▸ **Exercise goal**
State the number of lines that hold "impl" in the records below, with no other words.

*** Excerpted data ***

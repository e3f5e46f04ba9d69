use serde::{Deserialize, Serialize};
use tokio::sync::oneshot;

use crate::brain::analysis::{Role, Turn};
use crate::error::AppError;
use crate::mode::{Mode, Transition};

/// A past turn as the backend expects it.
#[derive(Debug, Clone, PartialEq, Serialize, Deserialize)]
pub struct HistoryEntry {
    pub role: Role,
    pub content: String,
}

impl From<&Turn> for HistoryEntry {
    fn from(turn: &Turn) -> Self {
        Self {
            role: turn.role,
            content: turn.content.clone(),
        }
    }
}

/// Body of a generation request.
#[derive(Debug, Clone, PartialEq, Serialize, Deserialize)]
#[serde(rename_all = "camelCase")]
pub struct ChatRequest {
    /// The user's message, forwarded untouched.
    pub message: String,
    /// Mode the message must be answered in.
    pub mode: Mode,
    /// Whether the session keeps its history across mode changes.
    pub persistent_context: bool,
    /// Turns before `message`, oldest first.
    pub conversation_history: Vec<HistoryEntry>,
    #[serde(skip_serializing_if = "Option::is_none")]
    pub user_name: Option<String>,
}

/// What the agent did with one user message.
#[derive(Debug, Clone, Serialize)]
pub struct AgentReply {
    pub session_id: String,
    /// Mode after the message.
    pub mode: Mode,
    /// How the mode table handled the message.
    pub transition: Transition,
    /// Backend reply; `None` when the agent is waiting for the next message.
    #[serde(skip_serializing_if = "Option::is_none")]
    pub response: Option<String>,
}

impl AgentReply {
    /// Fixed acknowledgement to show before (or instead of) the response.
    pub fn acknowledgement(&self) -> Option<&'static str> {
        self.transition.acknowledgement
    }

    /// True if the backend was not called and the agent waits for input.
    pub fn is_waiting(&self) -> bool {
        !self.transition.continue_processing
    }
}

/// Messages that can be sent to the agent actor.
#[derive(Debug)]
pub enum AgentMessage {
    /// A request to process a user's message from a specific session.
    ProcessUserMessage {
        session_id: String,
        content: String,
        /// A channel to send the reply back.
        responder: oneshot::Sender<Result<AgentReply, AppError>>,
    },
    /// Manual mode selection, bypassing the transition table.
    SetMode {
        session_id: String,
        mode: Mode,
        responder: oneshot::Sender<Mode>,
    },
    /// Toggle history persistence across mode changes.
    SetPersistentContext {
        session_id: String,
        enabled: bool,
        responder: oneshot::Sender<()>,
    },
    /// Query the current mode of a session.
    CurrentMode {
        session_id: String,
        responder: oneshot::Sender<Mode>,
    },
    /// Drop the stored history of a session.
    ClearHistory {
        session_id: String,
        responder: oneshot::Sender<()>,
    },
    /// A command to stop the actor.
    Shutdown,
}
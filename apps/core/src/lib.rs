//! Lia chat agent core.
//!
//! Decides, for every chat message, what the user wants (create a prompt,
//! navigate, ask a question, chat) and whether the conversation should move
//! into or out of prompt authoring or image-schema authoring.

pub mod actors;
pub mod brain;
pub mod config;
pub mod error;
pub mod logging;
pub mod mode;

pub use error::AppError;

#[cfg(test)]
mod tests;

*** End of Excerpted data ***

▸ **Result of the task**
2